• **Information given**:
--------

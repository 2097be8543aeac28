/*
 * This Source Code Form is subject to the terms of the Mozilla Public
 * License, v. 2.0. If a copy of the MPL was not distributed with this
 * file, You can obtain one at https://mozilla.org/MPL/2.0/.
 */

use super::{
    attacks_for, king_attacks, line_through, pawn_attacks, ray_between, Bitboard, CastlingRights,
    Move, MoveKind, MoveList, PieceKind, Position, Square,
};

/// Selects which subset of pseudo-legal moves [`generate`] produces.
pub trait GenType {
    /// Captures, en passant, and queen promotions.
    const CAPTURES: bool;

    /// Non-captures, castling, and underpromotions.
    const QUIETS: bool;

    /// Only moves that may resolve a check. Requires the side to move to be in check.
    const EVASIONS: bool;
}

/// Captures and queen promotions, including capturing ones.
pub struct Captures;

/// Non-captures and underpromotions, including capturing ones.
pub struct Quiets;

/// Moves that may get out of check.
pub struct Evasions;

/// Every pseudo-legal move.
pub struct NonEvasions;

impl GenType for Captures {
    const CAPTURES: bool = true;
    const QUIETS: bool = false;
    const EVASIONS: bool = false;
}

impl GenType for Quiets {
    const CAPTURES: bool = false;
    const QUIETS: bool = true;
    const EVASIONS: bool = false;
}

impl GenType for Evasions {
    const CAPTURES: bool = true;
    const QUIETS: bool = true;
    const EVASIONS: bool = true;
}

impl GenType for NonEvasions {
    const CAPTURES: bool = true;
    const QUIETS: bool = true;
    const EVASIONS: bool = false;
}

/// Appends the pseudo-legal moves selected by `G` to `moves`.
///
/// # Example
/// ```
/// # use talon::*;
/// let pos = Position::default();
/// let mut moves = MoveList::new();
/// generate::<Quiets>(&pos, &mut moves);
/// assert_eq!(moves.len(), 20);
///
/// moves.clear();
/// generate::<Captures>(&pos, &mut moves);
/// assert!(moves.is_empty());
/// ```
pub fn generate<G: GenType>(position: &Position, moves: &mut MoveList) {
    let us = position.side_to_move();

    if G::EVASIONS {
        debug_assert!(position.in_check());
        generate_evasions(position, moves);
        return;
    }

    let target = if G::CAPTURES && G::QUIETS {
        !position.color(us)
    } else if G::CAPTURES {
        position.color(us.opponent())
    } else {
        !position.occupied()
    };

    generate_pawn_moves::<G>(position, target, moves);
    generate_piece_moves(position, target, moves);

    let king = position.king_square(us);
    for to in king_attacks(king) & target {
        moves.push(Move::new(king, to, MoveKind::Normal));
    }

    if G::QUIETS {
        generate_castling(position, moves);
    }
}

/// King steps away from (or captures) the checkers, plus blocks and captures of a lone checker.
fn generate_evasions(position: &Position, moves: &mut MoveList) {
    let us = position.side_to_move();
    let king = position.king_square(us);
    let checkers = position.checkers();

    // The king cannot retreat along the line of a checking slider
    let slider_checkers =
        checkers & !(position.kind(PieceKind::Pawn) | position.kind(PieceKind::Knight));
    let mut slider_lines = Bitboard::EMPTY_BOARD;
    for checker in slider_checkers {
        slider_lines |= line_through(checker, king) ^ checker;
    }

    for to in king_attacks(king) & !position.color(us) & !slider_lines {
        moves.push(Move::new(king, to, MoveKind::Normal));
    }

    // Only the king can escape a double check
    if checkers.more_than_one() {
        return;
    }

    let checker = checkers.lsb_unchecked();
    let target = ray_between(checker, king) | checker;

    generate_pawn_moves::<Evasions>(position, target, moves);
    generate_piece_moves(position, target, moves);
}

/// Knight, bishop, rook, and queen moves onto `target`.
fn generate_piece_moves(position: &Position, target: Bitboard, moves: &mut MoveList) {
    let us = position.side_to_move();
    let occupied = position.occupied();

    for kind in [
        PieceKind::Knight,
        PieceKind::Bishop,
        PieceKind::Rook,
        PieceKind::Queen,
    ] {
        for &from in position.piece_list(us, kind) {
            for to in attacks_for(kind, from, occupied) & target {
                moves.push(Move::new(from, to, MoveKind::Normal));
            }
        }
    }
}

fn generate_pawn_moves<G: GenType>(position: &Position, target: Bitboard, moves: &mut MoveList) {
    let us = position.side_to_move();
    let them = us.opponent();
    let occupied = position.occupied();

    let enemies = if G::EVASIONS {
        position.color(them) & target
    } else {
        position.color(them)
    };
    let push_mask = if G::EVASIONS {
        target
    } else {
        Bitboard::FULL_BOARD
    };

    for &from in position.piece_list(us, PieceKind::Pawn) {
        // Pawns never stand on their last rank, so this is always on the board
        let single = from.forward(us);
        let can_push = !occupied.contains(single);
        let captures = pawn_attacks(from, us) & enemies;

        if from.relative_rank(us) == 6 {
            if can_push && push_mask.contains(single) {
                push_promotions::<G>(from, single, moves);
            }
            for to in captures {
                push_promotions::<G>(from, to, moves);
            }
            continue;
        }

        if G::QUIETS && can_push {
            if push_mask.contains(single) {
                moves.push(Move::new(from, single, MoveKind::Normal));
            }

            if from.relative_rank(us) == 1 {
                let double = single.forward(us);
                if !occupied.contains(double) && push_mask.contains(double) {
                    moves.push(Move::new(from, double, MoveKind::Normal));
                }
            }
        }

        if G::CAPTURES {
            for to in captures {
                moves.push(Move::new(from, to, MoveKind::Normal));
            }
        }
    }

    if G::CAPTURES {
        if let Some(ep) = position.ep_square() {
            // En passant evades a check by capturing the checking pawn or by landing on the checking ray
            if G::EVASIONS && !target.contains(ep) && !target.contains(ep.backward(us)) {
                return;
            }

            for from in pawn_attacks(ep, them) & position.pieces(us, PieceKind::Pawn) {
                moves.push(Move::new(from, ep, MoveKind::EnPassant));
            }
        }
    }
}

#[inline(always)]
fn push_promotions<G: GenType>(from: Square, to: Square, moves: &mut MoveList) {
    if G::CAPTURES {
        moves.push(Move::new_promotion(from, to, PieceKind::Queen));
    }

    if G::QUIETS {
        moves.push(Move::new_promotion(from, to, PieceKind::Knight));
        moves.push(Move::new_promotion(from, to, PieceKind::Rook));
        moves.push(Move::new_promotion(from, to, PieceKind::Bishop));
    }
}

/// Castling, when the right is held, the path is empty, and the king never crosses an attacked square.
fn generate_castling(position: &Position, moves: &mut MoveList) {
    let us = position.side_to_move();
    let them = us.opponent();
    let rights = position.castling_rights();
    let occupied = position.occupied();
    let king = position.king_square(us);
    if position.in_check() {
        return;
    }

    let home = |square: Square| square.relative_to(us);
    let sides = [
        (CastlingRights::short(us), home(Square::H1), home(Square::G1)),
        (CastlingRights::long(us), home(Square::A1), home(Square::C1)),
    ];

    for (right, rook, king_to) in sides {
        if !rights.contains(right) || (ray_between(king, rook) & occupied).is_nonempty() {
            continue;
        }

        let crossed = ray_between(king, king_to) | king_to;
        let attacked = crossed
            .into_iter()
            .any(|square| (position.attackers_to(square, occupied) & position.color(them)).is_nonempty());

        if !attacked {
            moves.push(Move::new(king, king_to, MoveKind::Castle));
        }
    }
}

/// Pseudo-legal moves that are not legal: they leave our own king attacked.
fn retain_legal(position: &Position, moves: &mut MoveList) {
    let us = position.side_to_move();
    let pinned = position.pinned(us);
    let king = position.king_square(us);

    moves.retain(|mv| {
        let needs_check = pinned.contains(mv.from()) || mv.from() == king || mv.is_en_passant();
        !needs_check || position.is_legal(*mv, pinned)
    });
}

impl Position {
    /// All legal moves in this position.
    ///
    /// # Example
    /// ```
    /// # use talon::*;
    /// assert_eq!(Position::default().legal_moves().len(), 20);
    /// assert_eq!(Position::from_fen(FEN_KIWIPETE).unwrap().legal_moves().len(), 48);
    /// ```
    pub fn legal_moves(&self) -> MoveList {
        let mut moves = MoveList::new();

        if self.in_check() {
            generate::<Evasions>(self, &mut moves);
        } else {
            generate::<NonEvasions>(self, &mut moves);
        }

        retain_legal(self, &mut moves);
        moves
    }

    /// Pseudo-legal moves of the kind selected by `G`.
    #[inline(always)]
    pub fn pseudo_legal_moves<G: GenType>(&self) -> MoveList {
        let mut moves = MoveList::new();
        generate::<G>(self, &mut moves);
        moves
    }
}

/// Reference for legality: make every pseudo-legal move and see if our king survives.
#[cfg(test)]
pub(crate) fn reference_legal_moves(position: &Position) -> Vec<Move> {
    let us = position.side_to_move();
    let mut pseudo = MoveList::new();
    generate::<NonEvasions>(position, &mut pseudo);

    let mut position = position.clone();
    pseudo
        .into_iter()
        .filter(|&mv| {
            position.make_move(mv);
            let king = position.king_square(us);
            let safe = (position.attackers_to(king, position.occupied()) & position.color(!us))
                .is_empty();
            position.unmake_move(mv);
            safe
        })
        .collect()
}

--------

Scan the material for "them" and copy the lines that hold it.

    let them = us.opponent();
        position.color(them) & target
        position.color(them)
            for from in pawn_attacks(ep, them) & position.pieces(us, PieceKind::Pawn) {
    let them = us.opponent();
            .any(|square| (position.attackers_to(square, occupied) & position.color(them)).is_nonempty());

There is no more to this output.